Mar 2, 2011 23:11 GMT  ·  By

I loved most of the cutscenes in Killzone 3 as long as they did not employ any of the characters that the game mentions as heroes because, to be frank, both Rico, Sev, the Captain and Jammer are a bit boring, a bit too melodramatic and much too obsessed about killing Helghast for my liking.

I paid much more attention and was way more entertained by the cutscenes that focused on Stahl and the other Helghan cast, with the two powerful leaders that emerge after Visari's death fighting over his legacy.

As I also mentioned in my review, some of the enjoyment is linked to the voice work done here by Malcolm McDowell and by Ray Windstone, two actors that have become well known in the acting world for being able to infuse these characters with a subdued menace and do the same for this video game appearance.

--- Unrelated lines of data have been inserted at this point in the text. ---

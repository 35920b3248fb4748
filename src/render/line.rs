//! # Event-to-line rendering.
//!
//! [`Renderer`] turns one [`MonitorEvent`] into one console line. Color is
//! applied to substrings only; the plain text of every line is fixed:
//!
//! ```text
//! api down!. Error: "timeout"
//! api is still down!. Error: "timeout"
//! api check failed!. Error: {"code":503}
//! api latency warning. Took: 1500 ms.
//! api is back. Down for 2 minutes
//! api responded OK! 42 ms.
//! ```

use std::time::Duration;

use chrono::{DateTime, Utc};

use super::duration::{HumanizeThresholds, humanize};
use super::palette::{Color, Palette};
use crate::config::NotifierConfig;
use crate::events::{ErrorValue, MonitorEvent, OutagePayload, Service, TimingPayload, integral};

/// Phrase used when an outage record has no start time.
const UNKNOWN_PERIOD: &str = "an unknown period";

/// Stateless formatter built from a [`NotifierConfig`].
#[derive(Clone, Debug)]
pub struct Renderer {
    palette: Palette,
    thresholds: HumanizeThresholds,
    unnamed_service: String,
}

impl Renderer {
    #[must_use]
    pub fn new(cfg: &NotifierConfig) -> Self {
        Self {
            palette: Palette::new(cfg.color),
            thresholds: cfg.thresholds,
            unnamed_service: cfg.unnamed_service.clone(),
        }
    }

    /// Renders `ev` as a single line without a trailing newline.
    ///
    /// `now` is only consulted for `service-back`.
    pub fn render(&self, ev: &MonitorEvent, now: DateTime<Utc>) -> String {
        match ev {
            MonitorEvent::NewOutage { service, outage } => {
                self.failure(service, " down!", &outage.error)
            }
            MonitorEvent::CurrentOutage { service, outage } => {
                self.failure(service, " is still down!", &outage.error)
            }
            MonitorEvent::ServiceError { service, check } => {
                self.failure(service, " check failed!", &check.error)
            }
            MonitorEvent::LatencyWarning { service, timing } => self.latency(service, timing),
            MonitorEvent::ServiceBack {
                service,
                last_outage,
            } => self.back(service, last_outage, now),
            MonitorEvent::ServiceOk { service, timing } => self.ok(service, timing),
        }
    }

    fn name<'a>(&'a self, service: &'a Service) -> &'a str {
        service.name().unwrap_or(&self.unnamed_service)
    }

    fn failure(&self, service: &Service, what: &str, error: &ErrorValue) -> String {
        let p = &self.palette;
        format!(
            "{}{}. Error: {}",
            self.name(service),
            p.paint(what, Color::Red),
            p.paint(&error.render(), Color::Red),
        )
    }

    fn latency(&self, service: &Service, timing: &TimingPayload) -> String {
        let p = &self.palette;
        let took = format!("{} ms.", format_ms(timing.elapsed_time));
        format!(
            "{}{}. Took: {}",
            self.name(service),
            p.paint(" latency warning", Color::Yellow),
            p.paint(&took, Color::Yellow),
        )
    }

    fn back(&self, service: &Service, last_outage: &OutagePayload, now: DateTime<Utc>) -> String {
        let p = &self.palette;
        let down_for = match last_outage.timestamp {
            Some(started) => {
                let elapsed_ms = now.timestamp_millis().saturating_sub(started).max(0);
                humanize(
                    Duration::from_millis(elapsed_ms.unsigned_abs()),
                    &self.thresholds,
                )
            }
            None => UNKNOWN_PERIOD.to_owned(),
        };
        format!(
            "{}{}{}{}",
            p.paint(self.name(service), Color::White),
            p.paint(" is back", Color::Green),
            p.paint(". Down for ", Color::Gray),
            p.paint(&down_for, Color::White),
        )
    }

    fn ok(&self, service: &Service, timing: &TimingPayload) -> String {
        let p = &self.palette;
        let took = format!("{} ms.", format_ms(timing.elapsed_time));
        format!(
            "{} responded {} {}",
            self.name(service),
            p.paint("OK!", Color::Green),
            p.paint(&took, Color::Gray),
        )
    }
}

impl Default for Renderer {
    fn default() -> Self {
        Self::new(&NotifierConfig::default())
    }
}

/// Formats milliseconds the way a JSON number prints: integral values without
/// a fractional part. Missing values print as `?`.
fn format_ms(ms: Option<f64>) -> String {
    match ms {
        Some(v) if v.is_finite() => integral(v).map_or_else(|| format!("{v}"), |i| i.to_string()),
        _ => "?".to_owned(),
    }
}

There was actual plot here, even if the links to the playable bits of Killzone 3 are pretty tenuous, and the acting, while certainly hammy, is way better than the military and insubordination banter that mostly goes on between the humans.

I would have liked to see Guerrilla Games take a bold step and quietly limit the screen time that Rico and Sev received in order to focus more on the power struggle within the Empire in the cutscenes while delivering the same operations segmented action scenes in the single player game.

Such a move could have underlined the nature of the enemy and provided an indirect reason for the fight for the player, one that might have been more motivating than the fact that Earth needs to be saved from a fairly obscure assault that is never properly fleshed out.

As Killzone 3 stands at the moment, it seems a bit of a disjointed beast, with the majority of cutscenes entertaining when featuring the Helghast and serving as interludes for the action themes that switch on the humans.